Eve Turow Paul, auteur du livre A Taste of Generation Yum explique que la différence principale entre les 18-34 ans et les générations précédentes, réside dans le fait que cette génération Y a grandi avec le boom de la technologie. Elle les compare à des cobayes, en termes d’éducation avec des écrans et des clics. De plus, c’est une génération dans l’environnement de laquelle nourriture et gastronomie tiennent une place très prégnante. Émissions culinaires, tendance « food », tous ces éléments font, aujourd’hui, partie de leur vie quotidienne. Ils sont en effet familiers des hashtags qui existent autour du sujet : vegan, healthy, foodie, … . C’est assez évident que ces digital natives ressentent l’envie de prendre part au mouvement. Mais pour l’auteur, ce qui est surtout remarquable c’est le désir de ces jeunes d’adopter un mode d’alimentation responsable et, fiers de ce choix, décident de le partager avec le monde entier.

Pourtant, bien que connectés et usant de la technologie, ces partages seraient une forme d’anti-technologie justement. Eve Turow Paul considère, elle, que la nourriture est avant tout un moment communautaire, de stimulation sensorielle, un outil de formation identitaire et un outil de contrôle. La technologie ne serait donc qu’un moyen pour faciliter les moments de déconnexion et la nourriture un moyen pour créer des connexions émotionnelles et personnelles avec d’autre. « Le but est vraiment de créer des moments en face à face. La génération Y est aussi en train d’exprimer le fait qu’elle n’a pas besoin de possessions matérielles, mais qu’elle veut faire quelque chose, créer des souvenirs qui lui sont propres » explique l’auteure.

La nécessité de se démarquer

Ce partage incessant, que ce soit de la nourriture ou de moments de vie en général, est une preuve de narcissisme, mais un narcissisme fondé et avec de bonnes raisons. En effet, cette génération est une génération qui doit constamment se réinventer et surtout se démarquer.
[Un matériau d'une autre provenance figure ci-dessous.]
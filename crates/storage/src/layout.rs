//! The on-disk image library.
//!
//! Images are stored per photographer, with one folder per size variant:
//!
//! ```text
//! <root>/<photographer-slug>/originals/<file>
//! <root>/<photographer-slug>/originalsWEBP/<file>.webp
//! <root>/<photographer-slug>/w400/<file>
//! ...
//! ```
//!
//! The presence of a file in a size folder is what signals that the variant
//! exists; there is no separate index.

use crate::error::{ErrorKind, Result};
use crate::path::join;
use exn::ResultExt;
use std::fmt::{Display, Formatter, Result as FmtResult};
use std::path::{Path, PathBuf};
use tracing::instrument;
use walkdir::WalkDir;

/// Extensions (lower-case, without dot) of files treated as source images.
const SUPPORTED_EXTENSIONS: [&str; 7] = ["jpg", "jpeg", "png", "webp", "tif", "tiff", "bmp"];

/// Returns `true` if `filename` has a supported image extension (any case).
pub fn is_supported_image(filename: impl AsRef<Path>) -> bool {
    filename
        .as_ref()
        .extension()
        .and_then(|ext| ext.to_str())
        .is_some_and(|ext| SUPPORTED_EXTENSIONS.iter().any(|e| ext.eq_ignore_ascii_case(e)))
}

/// One of the fixed size-variant folders of a photographer.
#[derive(Debug, Clone, Copy, PartialEq, Eq, Hash)]
pub enum SizeFolder {
    /// Full-resolution source files
    Originals,
    /// Full-resolution WEBP conversions
    OriginalsWebp,
    W400,
    W600,
    W800,
    W1200,
    W1600,
}
impl SizeFolder {
    /// All size folders, in catalog order.
    pub const ALL: [SizeFolder; 7] = [
        Self::Originals,
        Self::OriginalsWebp,
        Self::W400,
        Self::W600,
        Self::W800,
        Self::W1200,
        Self::W1600,
    ];

    pub fn as_str(&self) -> &'static str {
        match self {
            Self::Originals => "originals",
            Self::OriginalsWebp => "originalsWEBP",
            Self::W400 => "w400",
            Self::W600 => "w600",
            Self::W800 => "w800",
            Self::W1200 => "w1200",
            Self::W1600 => "w1600",
        }
    }

    /// Name of the folder holding variants resized to `width` pixels.
    pub fn folder_for_width(width: u32) -> String {
        format!("w{width}")
    }
}
impl Display for SizeFolder {
    fn fmt(&self, f: &mut Formatter<'_>) -> FmtResult {
        write!(f, "{}", self.as_str())
    }
}

/// Root of the per-photographer image tree.
#[derive(Debug, Clone)]
pub struct ImageLibrary {
    root: PathBuf,
}
impl ImageLibrary {
    /// Opens an existing image tree.
    ///
    /// # Errors
    ///
    /// Returns [`ErrorKind::NotFound`] if `root` does not exist, or
    /// [`ErrorKind::InvalidPath`] if it is not a directory.
    pub fn open(root: impl AsRef<Path>) -> Result<Self> {
        let root = root.as_ref().to_path_buf();
        if !root.exists() {
            exn::bail!(ErrorKind::NotFound(root));
        }
        if !root.is_dir() {
            exn::bail!(ErrorKind::InvalidPath(root));
        }
        Ok(Self { root })
    }

    pub fn root(&self) -> &Path {
        &self.root
    }

    /// A photographer by folder slug; the folder is not required to exist.
    pub fn photographer(&self, slug: &str) -> Result<Photographer> {
        let dir = join(&self.root, [slug])?;
        Ok(Photographer {
            slug: slug.to_string(),
            dir,
        })
    }

    /// Photographer folders that contain an `originals` folder, sorted by slug.
    ///
    /// Folders with non-UTF-8 names are skipped, as their slug could not be
    /// written to a URL.
    #[instrument(skip(self), fields(root = %self.root.display()))]
    pub fn photographers(&self) -> Result<Vec<Photographer>> {
        let mut photographers = Vec::new();
        for entry in list(&self.root)? {
            if !entry.file_type().is_dir() {
                continue;
            }
            let Some(slug) = entry.file_name().to_str() else {
                tracing::warn!(path = %entry.path().display(), "Skipping photographer folder with non UTF-8 name");
                continue;
            };
            let photographer = Photographer {
                slug: slug.to_string(),
                dir: entry.path().to_path_buf(),
            };
            if photographer.has_folder(SizeFolder::Originals.as_str()) {
                photographers.push(photographer);
            }
        }
        Ok(photographers)
    }
}

/// A photographer's folder within the [`ImageLibrary`].
#[derive(Debug, Clone, PartialEq, Eq)]
pub struct Photographer {
    pub slug: String,
    pub dir: PathBuf,
}
impl Photographer {
    pub fn has_folder(&self, folder: &str) -> bool {
        self.dir.join(folder).is_dir()
    }

    /// Path of `filename` inside one of this photographer's folders.
    pub fn file(&self, folder: &str, filename: &str) -> Result<PathBuf> {
        join(&self.dir, [folder, filename])
    }

    /// Supported image filenames in the `originals` folder, sorted.
    pub fn originals(&self) -> Result<Vec<String>> {
        let dir = self.dir.join(SizeFolder::Originals.as_str());
        let mut names = Vec::new();
        for entry in list(&dir)? {
            if !entry.file_type().is_file() || !is_supported_image(entry.file_name()) {
                continue;
            }
            match entry.file_name().to_str() {
                Some(name) => names.push(name.to_string()),
                None => tracing::warn!(path = %entry.path().display(), "Skipping image with non UTF-8 name"),
            }
        }
        Ok(names)
    }
}

/// Immediate children of `dir`, sorted by name.
///
/// Symbolic links are followed, so entries report the type of their target.
/// Children that cannot be read (dangling links, permissions) are skipped.
fn list(dir: &Path) -> Result<Vec<walkdir::DirEntry>> {
    if !dir.is_dir() {
        exn::bail!(ErrorKind::NotFound(dir.to_path_buf()));
    }
    let mut entries = Vec::new();
    for entry in WalkDir::new(dir).min_depth(1).max_depth(1).follow_links(true).sort_by_file_name() {
        match entry {
            Ok(entry) => entries.push(entry),
            Err(err) if err.depth() == 0 => return Err(err).or_raise(|| ErrorKind::Listing(dir.to_path_buf())),
            Err(err) => tracing::warn!(path = ?err.path(), error = %err, "Skipping unreadable entry"),
        }
    }
    Ok(entries)
}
Pour cela, chaque individu tente le plus souvent possible de s’identifier en tant que personne propre, de donner une marque à son nom. Et chaque réseau et occasion doit avoir sa propre marque. Eve Turow Paul appuie ce propos avec l’exemple des réseaux sociaux et souligne qu’un individu ne va pas se présenter de la même façon sur Lindekin pour décrocher un job que sur Tinder pour avoir un rendez-vous, ou encore sur Facebook.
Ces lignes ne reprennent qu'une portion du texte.